Conclusion
These findings suggested that interaction between lncRNA HCP5 and microRNA-128 could regulate the radiosensitivity of glioma cells by intervening in cellular senescence. This might be used as the potential radio-sensitization targets for glioma therapy.
Methods
The levels of HCP5 and microRNA (miR)-128 were detected using qRT-PCR. The cell growth curve was used to show the cell proliferation and evaluate the radiosensitivity of glioma cells following exposure to X-ray. Senescence-associated β-galactosidase (SA-β-Gal) staining was used to test the cellular senescence.

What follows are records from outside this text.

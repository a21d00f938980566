use bytemuck::{Pod, Zeroable};

/// A game event communicated from Rust to the host page.
/// Generic container: `kind` identifies the event, `a/b/c` carry payload.
#[repr(C)]
#[derive(Debug, Clone, Copy, Default, PartialEq, Pod, Zeroable)]
pub struct GameEvent {
    pub kind: f32,
    pub a: f32,
    pub b: f32,
    pub c: f32,
}

impl GameEvent {
    pub const FLOATS: usize = 4;

    /// An asteroid was destroyed. `a` = belt index, `b` = asteroids left in that belt.
    pub const ASTEROID_DESTROYED: f32 = 1.0;
    /// A camera transition began. `a` = transition code, `b` = duration in ms.
    pub const TRANSITION_STARTED: f32 = 2.0;
    /// A camera transition finished. `a` = transition code.
    pub const TRANSITION_FINISHED: f32 = 3.0;
    /// The door finished swinging open.
    pub const DOOR_OPENED: f32 = 4.0;
    /// Ship mode changed. `a` = 1 when entering, 0 when leaving.
    pub const SHIP_MODE: f32 = 5.0;
    /// The ship bumped into a planet. `a` = planet index.
    pub const SHIP_BLOCKED: f32 = 6.0;

    pub fn new(kind: f32, a: f32, b: f32, c: f32) -> Self {
        Self { kind, a, b, c }
    }
}

/// Playback request forwarded to the host's audio/video elements.
#[derive(Debug, Clone, Copy, PartialEq, Eq)]
pub enum MediaCommand {
    PlayMusic,
    PauseMusic,
    /// Index into the configured video panels.
    PlayVideo(usize),
    PauseVideo(usize),
}

impl MediaCommand {
    pub const FLOATS: usize = 2;

    /// Wire form: `[kind, panel]`; panel is -1 for music commands.
    pub fn to_floats(self) -> [f32; 2] {
        match self {
            MediaCommand::PlayMusic => [1.0, -1.0],
            MediaCommand::PauseMusic => [2.0, -1.0],
            MediaCommand::PlayVideo(panel) => [3.0, panel as f32],
            MediaCommand::PauseVideo(panel) => [4.0, panel as f32],
        }
    }
}

#[cfg(test)]
mod tests {
    use super::*;

    #[test]
    fn game_event_is_4_floats() {
        assert_eq!(std::mem::size_of::<GameEvent>(), GameEvent::FLOATS * 4);
        let e = GameEvent::new(GameEvent::DOOR_OPENED, 0.0, 0.0, 0.0);
        let floats: &[f32] = bytemuck::cast_slice(std::slice::from_ref(&e));
        assert_eq!(floats, &[4.0, 0.0, 0.0, 0.0]);
    }

    #[test]
    fn media_wire_form() {
        assert_eq!(MediaCommand::PlayMusic.to_floats(), [1.0, -1.0]);
        assert_eq!(MediaCommand::PauseVideo(1).to_floats(), [4.0, 1.0]);
    }
}
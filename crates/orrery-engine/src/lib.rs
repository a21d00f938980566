pub mod api;
pub mod core;
pub mod components;
pub mod systems;
pub mod renderer;
pub mod bridge;
pub mod input;
pub mod assets;
pub mod extensions;
pub mod config;
pub mod error;
pub mod museum;

// Re-export key types at crate root for convenience
pub use api::game::{Game, GameConfig, EngineContext};
pub use api::types::{GameEvent, MediaCommand};
pub use components::belt::{AsteroidParticle, BeltGroup};
pub use components::door::{Door, DoorState};
pub use components::orbit::{MoonOrbit, Orbit, OrbitBody};
pub use components::ship::Ship;
pub use components::target::{HitVolume, InteractiveTarget, TargetKind};
pub use config::{DebugParams, SceneConfig, Viewpoint};
pub use crate::core::scene::BodyRegistry;
pub use crate::core::time::{FixedTimestep, FrameClock};
pub use crate::core::transform::LocalTransform;
pub use error::{AssetError, ConfigError};
pub use renderer::instance::{AsteroidInstance, BodyInstance, ExplosionInstance, RenderBuffer};
pub use renderer::camera::{Camera3D, Ray};
pub use input::queue::{InputEvent, InputQueue};
pub use input::router::Router;
pub use assets::manifest::AssetManifest;
pub use assets::registry::{AssetStatus, AssetTracker};
pub use bridge::protocol::{FrameHeader, ProtocolLayout};
pub use systems::effects::{EffectsState, Explosion};
pub use museum::Museum;

// Camera fly-throughs
pub use extensions::{
    Easing, lerp, lerp_vec3, ease_vec3,
    CameraTransition, TransitionEffect, TransitionEngine, TransitionKind,
};
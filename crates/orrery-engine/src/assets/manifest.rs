use std::collections::HashMap;
use serde::{Deserialize, Serialize};

/// Asset manifest describing the textures, music and videos the host
/// loads for the scene. Loaded from a JSON file at runtime.
#[derive(Debug, Clone, Default, Serialize, Deserialize)]
pub struct AssetManifest {
    /// Surface textures keyed by asset name.
    #[serde(default)]
    pub textures: HashMap<String, TextureDescriptor>,
    /// Background music tracks.
    #[serde(default)]
    pub music: HashMap<String, AudioDescriptor>,
    /// Videos shown on the corridor panels.
    #[serde(default)]
    pub videos: HashMap<String, VideoDescriptor>,
}

/// Describes a texture and the body that wears it.
#[derive(Debug, Clone, Serialize, Deserialize)]
pub struct TextureDescriptor {
    /// Relative path to the image file (e.g., "textures/mars.jpg").
    pub path: String,
    /// Name of the planet this texture belongs to, if any.
    #[serde(default)]
    pub body: Option<String>,
}

/// Describes an audio track.
#[derive(Debug, Clone, Serialize, Deserialize)]
pub struct AudioDescriptor {
    pub path: String,
    #[serde(default = "default_true")]
    pub looped: bool,
}

/// Describes a panel video.
#[derive(Debug, Clone, Serialize, Deserialize)]
pub struct VideoDescriptor {
    pub path: String,
    /// Name of the panel that shows this video.
    #[serde(default)]
    pub panel: Option<String>,
}

fn default_true() -> bool {
    true
}

impl AssetManifest {
    /// Parse a manifest from a JSON string.
    pub fn from_json(json: &str) -> Result<Self, serde_json::Error> {
        serde_json::from_str(json)
    }

    /// Total number of assets the host is expected to report on.
    pub fn len(&self) -> usize {
        self.textures.len() + self.music.len() + self.videos.len()
    }

    pub fn is_empty(&self) -> bool {
        self.len() == 0
    }
}
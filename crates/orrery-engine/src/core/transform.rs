// core/transform.rs
//
// Local transforms for the scene-graph nodes the kernel mirrors
// (system root, planet meshes, belt groups, door pivot).
// Rotations compose in Euler XYZ order, R = Rx · Ry · Rz, matching the host renderer.

use glam::{Mat4, Vec3};

/// Position, Euler rotation and scale of a node relative to its parent.
#[derive(Debug, Clone, Copy, PartialEq)]
pub struct LocalTransform {
    /// Position relative to parent.
    pub offset: Vec3,
    /// Euler angles (radians) applied as X, then Y, then Z.
    pub rotation: Vec3,
    /// Scale multiplier relative to parent.
    pub scale: Vec3,
}

impl Default for LocalTransform {
    fn default() -> Self {
        Self {
            offset: Vec3::ZERO,
            rotation: Vec3::ZERO,
            scale: Vec3::ONE,
        }
    }
}

impl LocalTransform {
    pub fn new() -> Self {
        Self::default()
    }

    pub fn with_offset(mut self, offset: Vec3) -> Self {
        self.offset = offset;
        self
    }

    pub fn with_rotation(mut self, rotation: Vec3) -> Self {
        self.rotation = rotation;
        self
    }

    pub fn with_scale(mut self, scale: Vec3) -> Self {
        self.scale = scale;
        self
    }

    /// Rotation part only.
    pub fn rotation_matrix(&self) -> Mat4 {
        euler_xyz(self.rotation)
    }

    /// Full local matrix: translate · rotate · scale.
    pub fn matrix(&self) -> Mat4 {
        Mat4::from_translation(self.offset) * euler_xyz(self.rotation) * Mat4::from_scale(self.scale)
    }
}

/// Rotation matrix for Euler angles in XYZ order.
#[inline]
pub fn euler_xyz(angles: Vec3) -> Mat4 {
    Mat4::from_rotation_x(angles.x) * Mat4::from_rotation_y(angles.y) * Mat4::from_rotation_z(angles.z)
}
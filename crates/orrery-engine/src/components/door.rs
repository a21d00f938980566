//! The corridor door: a hinged leaf that swings open once per visit.

use glam::{Mat4, Vec3};

use crate::config::DoorConfig;

#[derive(Debug, Clone, Copy, PartialEq, Eq, Default)]
pub enum DoorState {
    #[default]
    Closed,
    Opening,
    /// Stays open until the visitor returns to the corridor.
    Open,
}

#[derive(Debug, Clone)]
pub struct Door {
    state: DoorState,
    /// Swing progress, always in `[0, 1]`.
    fraction: f32,
    pivot: Vec3,
    leaf_size: Vec3,
    leaf_offset: Vec3,
    open_rate: f32,
    max_angle: f32,
}

impl Door {
    pub fn new(config: &DoorConfig) -> Self {
        Self {
            state: DoorState::Closed,
            fraction: 0.0,
            pivot: config.pivot,
            leaf_size: config.leaf_size,
            leaf_offset: config.leaf_offset,
            open_rate: config.open_rate,
            max_angle: config.max_angle,
        }
    }

    pub fn state(&self) -> DoorState {
        self.state
    }

    pub fn fraction(&self) -> f32 {
        self.fraction
    }

    /// Current swing angle about the hinge's Y axis.
    pub fn angle(&self) -> f32 {
        self.fraction * self.max_angle
    }

    pub fn is_opening(&self) -> bool {
        self.state == DoorState::Opening
    }

    /// Start opening. Ignored unless the door is fully closed.
    /// Returns whether the call had an effect.
    pub fn open(&mut self) -> bool {
        if self.state != DoorState::Closed {
            return false;
        }
        self.state = DoorState::Opening;
        true
    }

    /// Advance the swing. Returns `true` exactly once, on the step the door
    /// finishes opening.
    pub fn tick(&mut self, dt: f32) -> bool {
        if self.state != DoorState::Opening {
            return false;
        }
        self.fraction = (self.fraction + self.open_rate * dt).clamp(0.0, 1.0);
        if self.fraction >= 1.0 {
            self.state = DoorState::Open;
            return true;
        }
        false
    }

    /// Snap shut without animating, discarding any swing in progress.
    pub fn reset(&mut self) {
        self.state = DoorState::Closed;
        self.fraction = 0.0;
    }

    /// World transform of the leaf box centre.
    pub fn leaf_matrix(&self) -> Mat4 {
        Mat4::from_translation(self.pivot)
            * Mat4::from_rotation_y(self.angle())
            * Mat4::from_translation(self.leaf_offset)
    }

    /// World-space axis-aligned bounds of the (possibly rotated) leaf.
    pub fn leaf_bounds(&self) -> (Vec3, Vec3) {
        let m = self.leaf_matrix();
        let h = self.leaf_size * 0.5;
        let mut min = Vec3::splat(f32::INFINITY);
        let mut max = Vec3::splat(f32::NEG_INFINITY);
        for i in 0..8 {
            let corner = Vec3::new(
                if i & 1 == 0 { -h.x } else { h.x },
                if i & 2 == 0 { -h.y } else { h.y },
                if i & 4 == 0 { -h.z } else { h.z },
            );
            let p = m.transform_point3(corner);
            min = min.min(p);
            max = max.max(p);
        }
        (min, max)
    }
}

#[cfg(test)]
mod tests {
    use super::*;

    fn door() -> Door {
        Door::new(&DoorConfig::default())
    }

    #[test]
    fn opens_over_time_and_reports_once() {
        let mut d = door();
        assert!(d.open());
        let mut finished = 0;
        for _ in 0..200 {
            if d.tick(1.0 / 60.0) {
                finished += 1;
            }
        }
        assert_eq!(finished, 1);
        assert_eq!(d.state(), DoorState::Open);
        assert_eq!(d.fraction(), 1.0);
        assert!((d.angle() - std::f32::consts::FRAC_PI_2).abs() < 1e-6);
    }

    #[test]
    fn repeated_open_does_not_speed_up() {
        let mut once = door();
        let mut spammed = door();
        once.open();
        spammed.open();
        for _ in 0..20 {
            spammed.open();
            spammed.open();
            once.tick(1.0 / 60.0);
            spammed.tick(1.0 / 60.0);
            assert_eq!(once.fraction(), spammed.fraction());
        }
    }

    #[test]
    fn fraction_is_clamped() {
        let mut d = door();
        d.open();
        assert!(d.tick(10.0));
        assert_eq!(d.fraction(), 1.0);
        assert!(!d.tick(10.0));
        assert_eq!(d.fraction(), 1.0);
    }

    #[test]
    fn closed_door_does_not_move() {
        let mut d = door();
        assert!(!d.tick(1.0));
        assert_eq!(d.fraction(), 0.0);
    }

    #[test]
    fn open_door_ignores_open() {
        let mut d = door();
        d.open();
        d.tick(10.0);
        assert!(!d.open());
        assert_eq!(d.state(), DoorState::Open);
    }

    #[test]
    fn reset_snaps_shut_mid_swing() {
        let mut d = door();
        d.open();
        d.tick(0.2);
        assert!(d.fraction() > 0.0);
        d.reset();
        assert_eq!(d.state(), DoorState::Closed);
        assert_eq!(d.fraction(), 0.0);
        assert!(d.open());
    }

    #[test]
    fn closed_leaf_spans_the_doorway() {
        let (min, max) = door().leaf_bounds();
        assert!((min - Vec3::new(-3.0, 0.0, -25.05)).length() < 1e-4, "{min}");
        assert!((max - Vec3::new(3.0, 8.0, -24.95)).length() < 1e-4, "{max}");
    }

    #[test]
    fn open_leaf_swings_into_the_planetarium() {
        let mut d = door();
        d.open();
        d.tick(10.0);
        let (min, max) = d.leaf_bounds();
        // A quarter turn about Y carries the leaf's +X extent to −Z.
        assert!(max.x - min.x < 0.2);
        assert!((min.z - -31.0).abs() < 1e-3, "{min}");
    }
}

Luciferase reporter and RNA immunoprecipitation (RIP) assays were performed to determine the correlation between HCP5 and miR-128.
Results
HCP5 level of glioma cells was significantly higher than human astrocytes, whereas miR-128 level was lower in glioma cells. Besides, the HCP5 expression was increased in glioma tissues compared to normal brain tissues (NBTs). Knockdown of HCP5 inhibited cell proliferation and increased radiosensitivity in glioma cells. MiR-128 was predicted to be a target of HCP5. It was demonstrated that HCP5 directly bound to miR-128 and regulated its expression in glioma cells. Furthermore, the effects of HCP5 knockdown on radiosensitivity of glioma cells were attenuated by the inhibitor of miR-128.